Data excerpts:
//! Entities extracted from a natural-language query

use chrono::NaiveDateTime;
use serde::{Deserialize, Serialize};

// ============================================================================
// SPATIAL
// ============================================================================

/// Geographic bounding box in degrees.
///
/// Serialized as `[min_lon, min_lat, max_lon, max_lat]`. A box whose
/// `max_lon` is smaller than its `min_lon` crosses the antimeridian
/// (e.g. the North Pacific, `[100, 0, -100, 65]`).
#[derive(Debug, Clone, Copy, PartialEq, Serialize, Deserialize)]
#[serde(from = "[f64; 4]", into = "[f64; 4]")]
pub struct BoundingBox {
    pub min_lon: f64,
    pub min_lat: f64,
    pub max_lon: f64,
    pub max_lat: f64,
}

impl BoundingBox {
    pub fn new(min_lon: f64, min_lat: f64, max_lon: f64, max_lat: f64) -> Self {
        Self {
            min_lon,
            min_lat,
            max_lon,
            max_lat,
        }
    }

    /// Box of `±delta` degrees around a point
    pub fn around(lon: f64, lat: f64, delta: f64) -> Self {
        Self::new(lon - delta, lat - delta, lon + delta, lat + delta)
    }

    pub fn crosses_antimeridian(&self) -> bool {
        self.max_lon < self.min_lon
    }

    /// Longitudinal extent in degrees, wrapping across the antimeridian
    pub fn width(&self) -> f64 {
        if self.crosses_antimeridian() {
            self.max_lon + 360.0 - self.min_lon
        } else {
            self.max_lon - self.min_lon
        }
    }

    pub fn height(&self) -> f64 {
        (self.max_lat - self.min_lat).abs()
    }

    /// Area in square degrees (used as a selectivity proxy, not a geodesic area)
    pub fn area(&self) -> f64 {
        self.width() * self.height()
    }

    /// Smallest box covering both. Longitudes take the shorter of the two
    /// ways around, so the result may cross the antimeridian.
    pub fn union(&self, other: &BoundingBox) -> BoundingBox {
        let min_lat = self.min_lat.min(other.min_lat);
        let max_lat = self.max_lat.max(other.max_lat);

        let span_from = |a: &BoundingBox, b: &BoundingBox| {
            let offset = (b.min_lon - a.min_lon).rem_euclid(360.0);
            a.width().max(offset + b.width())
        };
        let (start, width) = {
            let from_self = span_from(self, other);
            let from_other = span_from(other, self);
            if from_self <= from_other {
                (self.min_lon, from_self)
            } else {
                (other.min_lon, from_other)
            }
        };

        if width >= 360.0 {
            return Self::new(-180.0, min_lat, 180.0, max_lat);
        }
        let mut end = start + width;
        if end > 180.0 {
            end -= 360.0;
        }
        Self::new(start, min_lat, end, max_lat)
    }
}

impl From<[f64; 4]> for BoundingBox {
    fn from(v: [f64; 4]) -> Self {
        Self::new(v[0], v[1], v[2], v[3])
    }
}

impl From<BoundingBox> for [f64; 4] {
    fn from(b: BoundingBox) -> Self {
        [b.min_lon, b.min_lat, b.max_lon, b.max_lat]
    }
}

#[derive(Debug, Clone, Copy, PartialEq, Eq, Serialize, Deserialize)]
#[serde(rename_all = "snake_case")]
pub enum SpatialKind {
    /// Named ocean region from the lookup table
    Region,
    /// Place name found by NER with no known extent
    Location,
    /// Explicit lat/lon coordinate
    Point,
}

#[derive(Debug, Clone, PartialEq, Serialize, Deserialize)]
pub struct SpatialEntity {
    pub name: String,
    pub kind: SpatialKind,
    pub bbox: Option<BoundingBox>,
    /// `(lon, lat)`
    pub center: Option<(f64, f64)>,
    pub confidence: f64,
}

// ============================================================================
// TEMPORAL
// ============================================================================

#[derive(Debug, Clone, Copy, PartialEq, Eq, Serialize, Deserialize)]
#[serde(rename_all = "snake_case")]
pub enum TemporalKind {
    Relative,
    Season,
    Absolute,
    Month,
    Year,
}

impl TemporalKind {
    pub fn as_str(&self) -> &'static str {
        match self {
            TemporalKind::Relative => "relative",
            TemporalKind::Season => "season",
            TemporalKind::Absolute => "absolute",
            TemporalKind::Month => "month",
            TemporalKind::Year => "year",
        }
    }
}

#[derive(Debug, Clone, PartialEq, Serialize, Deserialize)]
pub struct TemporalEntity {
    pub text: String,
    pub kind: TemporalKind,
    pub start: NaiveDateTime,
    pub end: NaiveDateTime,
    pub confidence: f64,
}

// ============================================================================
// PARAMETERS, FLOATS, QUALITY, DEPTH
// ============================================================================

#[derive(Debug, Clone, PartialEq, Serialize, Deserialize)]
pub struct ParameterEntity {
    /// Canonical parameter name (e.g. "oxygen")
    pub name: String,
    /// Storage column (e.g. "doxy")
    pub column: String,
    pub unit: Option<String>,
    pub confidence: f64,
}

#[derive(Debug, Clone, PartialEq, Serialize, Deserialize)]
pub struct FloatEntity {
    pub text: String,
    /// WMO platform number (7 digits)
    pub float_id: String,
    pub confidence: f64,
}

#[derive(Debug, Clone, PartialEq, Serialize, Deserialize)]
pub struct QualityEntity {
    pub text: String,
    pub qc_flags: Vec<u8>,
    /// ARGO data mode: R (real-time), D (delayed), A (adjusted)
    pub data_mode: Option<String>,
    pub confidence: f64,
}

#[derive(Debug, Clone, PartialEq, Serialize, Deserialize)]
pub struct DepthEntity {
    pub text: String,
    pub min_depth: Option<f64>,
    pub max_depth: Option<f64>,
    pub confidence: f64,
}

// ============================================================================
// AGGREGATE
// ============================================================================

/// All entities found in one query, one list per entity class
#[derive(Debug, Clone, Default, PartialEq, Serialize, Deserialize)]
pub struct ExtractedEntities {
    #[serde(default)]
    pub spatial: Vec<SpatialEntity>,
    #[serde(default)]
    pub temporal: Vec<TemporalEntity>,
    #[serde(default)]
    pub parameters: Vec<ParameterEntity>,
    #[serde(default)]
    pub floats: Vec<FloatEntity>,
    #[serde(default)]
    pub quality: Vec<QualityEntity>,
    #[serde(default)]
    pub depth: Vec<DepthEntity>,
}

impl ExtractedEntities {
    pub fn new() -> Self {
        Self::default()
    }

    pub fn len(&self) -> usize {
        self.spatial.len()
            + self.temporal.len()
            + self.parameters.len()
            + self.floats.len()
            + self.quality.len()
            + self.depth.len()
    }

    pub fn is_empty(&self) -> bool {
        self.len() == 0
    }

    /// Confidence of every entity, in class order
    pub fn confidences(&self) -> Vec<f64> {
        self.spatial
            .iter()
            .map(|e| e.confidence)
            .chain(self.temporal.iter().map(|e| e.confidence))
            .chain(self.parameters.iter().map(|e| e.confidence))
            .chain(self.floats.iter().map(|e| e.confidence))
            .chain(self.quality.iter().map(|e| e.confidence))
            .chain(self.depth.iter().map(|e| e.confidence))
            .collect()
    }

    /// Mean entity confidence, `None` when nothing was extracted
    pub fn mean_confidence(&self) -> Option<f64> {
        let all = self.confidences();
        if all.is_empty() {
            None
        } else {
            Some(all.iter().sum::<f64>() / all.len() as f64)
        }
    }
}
---
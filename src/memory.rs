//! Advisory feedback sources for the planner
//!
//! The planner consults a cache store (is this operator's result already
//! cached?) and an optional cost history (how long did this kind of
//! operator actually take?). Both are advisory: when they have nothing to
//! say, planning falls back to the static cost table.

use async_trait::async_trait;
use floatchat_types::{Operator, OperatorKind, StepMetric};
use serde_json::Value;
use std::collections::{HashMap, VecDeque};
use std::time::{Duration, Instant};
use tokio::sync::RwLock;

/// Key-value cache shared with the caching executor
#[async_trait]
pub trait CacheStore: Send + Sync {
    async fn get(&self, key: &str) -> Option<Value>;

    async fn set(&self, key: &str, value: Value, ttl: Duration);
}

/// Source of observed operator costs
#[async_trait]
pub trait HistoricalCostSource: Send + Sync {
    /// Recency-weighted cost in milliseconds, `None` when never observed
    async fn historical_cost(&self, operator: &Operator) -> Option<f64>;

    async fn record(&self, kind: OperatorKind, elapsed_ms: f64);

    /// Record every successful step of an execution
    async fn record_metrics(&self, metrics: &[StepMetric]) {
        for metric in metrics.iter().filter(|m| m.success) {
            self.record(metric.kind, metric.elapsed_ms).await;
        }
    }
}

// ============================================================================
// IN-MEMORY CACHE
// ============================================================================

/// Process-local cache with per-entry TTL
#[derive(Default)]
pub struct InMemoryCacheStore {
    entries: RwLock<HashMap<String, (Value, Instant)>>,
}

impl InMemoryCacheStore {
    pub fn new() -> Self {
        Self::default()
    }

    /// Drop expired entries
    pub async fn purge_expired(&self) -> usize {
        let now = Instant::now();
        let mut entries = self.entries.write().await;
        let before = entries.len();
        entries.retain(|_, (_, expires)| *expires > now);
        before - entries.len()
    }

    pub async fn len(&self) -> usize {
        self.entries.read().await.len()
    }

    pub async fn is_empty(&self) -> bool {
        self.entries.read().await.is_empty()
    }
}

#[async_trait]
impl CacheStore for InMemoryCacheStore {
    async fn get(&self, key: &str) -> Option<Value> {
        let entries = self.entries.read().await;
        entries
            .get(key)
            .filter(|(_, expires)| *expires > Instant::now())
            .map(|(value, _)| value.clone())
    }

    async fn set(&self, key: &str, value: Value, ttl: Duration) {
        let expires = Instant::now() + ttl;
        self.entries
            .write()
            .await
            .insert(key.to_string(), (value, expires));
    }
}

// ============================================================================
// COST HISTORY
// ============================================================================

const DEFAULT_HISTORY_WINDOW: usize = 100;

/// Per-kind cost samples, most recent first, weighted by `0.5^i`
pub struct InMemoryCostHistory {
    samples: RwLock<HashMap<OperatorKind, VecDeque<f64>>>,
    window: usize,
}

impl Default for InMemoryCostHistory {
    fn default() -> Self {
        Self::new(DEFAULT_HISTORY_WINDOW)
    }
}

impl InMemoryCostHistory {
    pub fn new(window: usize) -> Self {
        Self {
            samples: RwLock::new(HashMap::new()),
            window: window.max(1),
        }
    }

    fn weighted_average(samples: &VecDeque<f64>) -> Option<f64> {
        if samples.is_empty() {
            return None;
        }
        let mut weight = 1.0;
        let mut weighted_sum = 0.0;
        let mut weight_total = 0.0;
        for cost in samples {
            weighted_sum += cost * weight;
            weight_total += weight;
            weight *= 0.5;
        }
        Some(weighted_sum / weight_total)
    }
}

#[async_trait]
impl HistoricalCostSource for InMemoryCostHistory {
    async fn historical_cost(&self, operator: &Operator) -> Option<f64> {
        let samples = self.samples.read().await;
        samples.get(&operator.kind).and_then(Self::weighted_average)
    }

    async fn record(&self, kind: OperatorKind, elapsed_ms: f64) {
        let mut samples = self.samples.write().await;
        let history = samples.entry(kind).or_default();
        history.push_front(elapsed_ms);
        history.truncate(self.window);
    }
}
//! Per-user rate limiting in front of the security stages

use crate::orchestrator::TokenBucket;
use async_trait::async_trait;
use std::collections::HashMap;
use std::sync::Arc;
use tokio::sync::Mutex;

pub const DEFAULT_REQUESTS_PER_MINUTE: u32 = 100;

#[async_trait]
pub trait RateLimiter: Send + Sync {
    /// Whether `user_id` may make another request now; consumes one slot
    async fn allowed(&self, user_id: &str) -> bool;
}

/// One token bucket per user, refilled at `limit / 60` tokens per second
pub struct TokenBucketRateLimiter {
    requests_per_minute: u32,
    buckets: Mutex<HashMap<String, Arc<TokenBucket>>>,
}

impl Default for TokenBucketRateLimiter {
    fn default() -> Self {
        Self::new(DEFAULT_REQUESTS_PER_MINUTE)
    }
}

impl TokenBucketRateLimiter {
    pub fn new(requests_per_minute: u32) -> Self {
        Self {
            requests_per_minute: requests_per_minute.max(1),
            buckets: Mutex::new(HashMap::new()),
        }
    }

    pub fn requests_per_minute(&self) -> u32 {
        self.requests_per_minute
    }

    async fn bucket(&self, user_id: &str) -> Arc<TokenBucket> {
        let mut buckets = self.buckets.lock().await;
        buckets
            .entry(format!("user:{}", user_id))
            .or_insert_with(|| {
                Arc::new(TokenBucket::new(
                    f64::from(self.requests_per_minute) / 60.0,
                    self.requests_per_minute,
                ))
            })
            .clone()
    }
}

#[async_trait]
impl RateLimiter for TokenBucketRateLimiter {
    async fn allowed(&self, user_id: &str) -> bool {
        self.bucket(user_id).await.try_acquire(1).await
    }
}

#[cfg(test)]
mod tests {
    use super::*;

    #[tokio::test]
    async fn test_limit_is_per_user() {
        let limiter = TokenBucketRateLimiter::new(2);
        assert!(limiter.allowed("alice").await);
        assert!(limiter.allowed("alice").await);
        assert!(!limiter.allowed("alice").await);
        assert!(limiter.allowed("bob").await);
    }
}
* * *
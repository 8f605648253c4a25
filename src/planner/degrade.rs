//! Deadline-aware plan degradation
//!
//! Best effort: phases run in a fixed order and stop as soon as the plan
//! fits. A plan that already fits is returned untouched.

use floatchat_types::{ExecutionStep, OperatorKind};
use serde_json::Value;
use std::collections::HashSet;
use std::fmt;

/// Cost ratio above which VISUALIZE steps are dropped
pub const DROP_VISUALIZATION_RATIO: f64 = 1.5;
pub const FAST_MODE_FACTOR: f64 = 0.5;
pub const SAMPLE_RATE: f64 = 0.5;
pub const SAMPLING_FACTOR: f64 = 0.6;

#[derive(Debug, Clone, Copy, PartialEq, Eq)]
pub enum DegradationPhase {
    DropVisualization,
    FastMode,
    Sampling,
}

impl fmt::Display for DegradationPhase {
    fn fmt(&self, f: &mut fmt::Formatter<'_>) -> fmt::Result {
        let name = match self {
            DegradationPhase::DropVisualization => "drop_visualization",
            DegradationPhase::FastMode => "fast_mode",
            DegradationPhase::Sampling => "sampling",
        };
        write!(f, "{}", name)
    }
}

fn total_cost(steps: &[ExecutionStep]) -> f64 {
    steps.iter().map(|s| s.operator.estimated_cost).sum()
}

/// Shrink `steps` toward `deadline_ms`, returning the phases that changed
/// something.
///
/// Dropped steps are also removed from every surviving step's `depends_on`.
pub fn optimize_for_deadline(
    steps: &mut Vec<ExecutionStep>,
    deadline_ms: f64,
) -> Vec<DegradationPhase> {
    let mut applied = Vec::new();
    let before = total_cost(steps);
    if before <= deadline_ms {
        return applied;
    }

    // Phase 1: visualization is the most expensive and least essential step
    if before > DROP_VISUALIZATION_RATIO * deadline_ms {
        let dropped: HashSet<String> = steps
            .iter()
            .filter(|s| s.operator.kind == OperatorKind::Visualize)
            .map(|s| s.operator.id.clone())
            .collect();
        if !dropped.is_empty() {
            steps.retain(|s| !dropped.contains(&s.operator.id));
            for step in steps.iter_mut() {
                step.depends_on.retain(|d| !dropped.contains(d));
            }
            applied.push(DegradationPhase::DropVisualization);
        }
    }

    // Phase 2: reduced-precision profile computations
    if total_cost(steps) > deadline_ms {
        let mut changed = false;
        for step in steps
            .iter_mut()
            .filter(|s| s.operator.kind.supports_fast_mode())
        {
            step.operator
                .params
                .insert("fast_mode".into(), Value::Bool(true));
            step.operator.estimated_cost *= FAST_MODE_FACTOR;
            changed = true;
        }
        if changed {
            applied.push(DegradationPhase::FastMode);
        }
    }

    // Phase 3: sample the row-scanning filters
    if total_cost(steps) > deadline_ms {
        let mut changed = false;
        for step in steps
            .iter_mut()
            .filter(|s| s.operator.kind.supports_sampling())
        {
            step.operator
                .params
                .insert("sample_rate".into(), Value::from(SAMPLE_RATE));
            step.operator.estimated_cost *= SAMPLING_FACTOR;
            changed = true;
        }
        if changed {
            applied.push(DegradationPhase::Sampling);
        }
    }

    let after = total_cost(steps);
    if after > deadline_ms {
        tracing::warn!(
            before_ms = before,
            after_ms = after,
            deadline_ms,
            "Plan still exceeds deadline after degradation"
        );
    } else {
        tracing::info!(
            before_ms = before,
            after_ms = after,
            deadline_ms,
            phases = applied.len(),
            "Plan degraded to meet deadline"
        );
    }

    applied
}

◆ Work required ◆
Please return each line of the data above in which the word "around" occurs.

◆ Worked solution ◆
    /// Box of `±delta` degrees around a point
    pub fn around(lon: f64, lat: f64, delta: f64) -> Self {
    /// ways around, so the result may cross the antimeridian.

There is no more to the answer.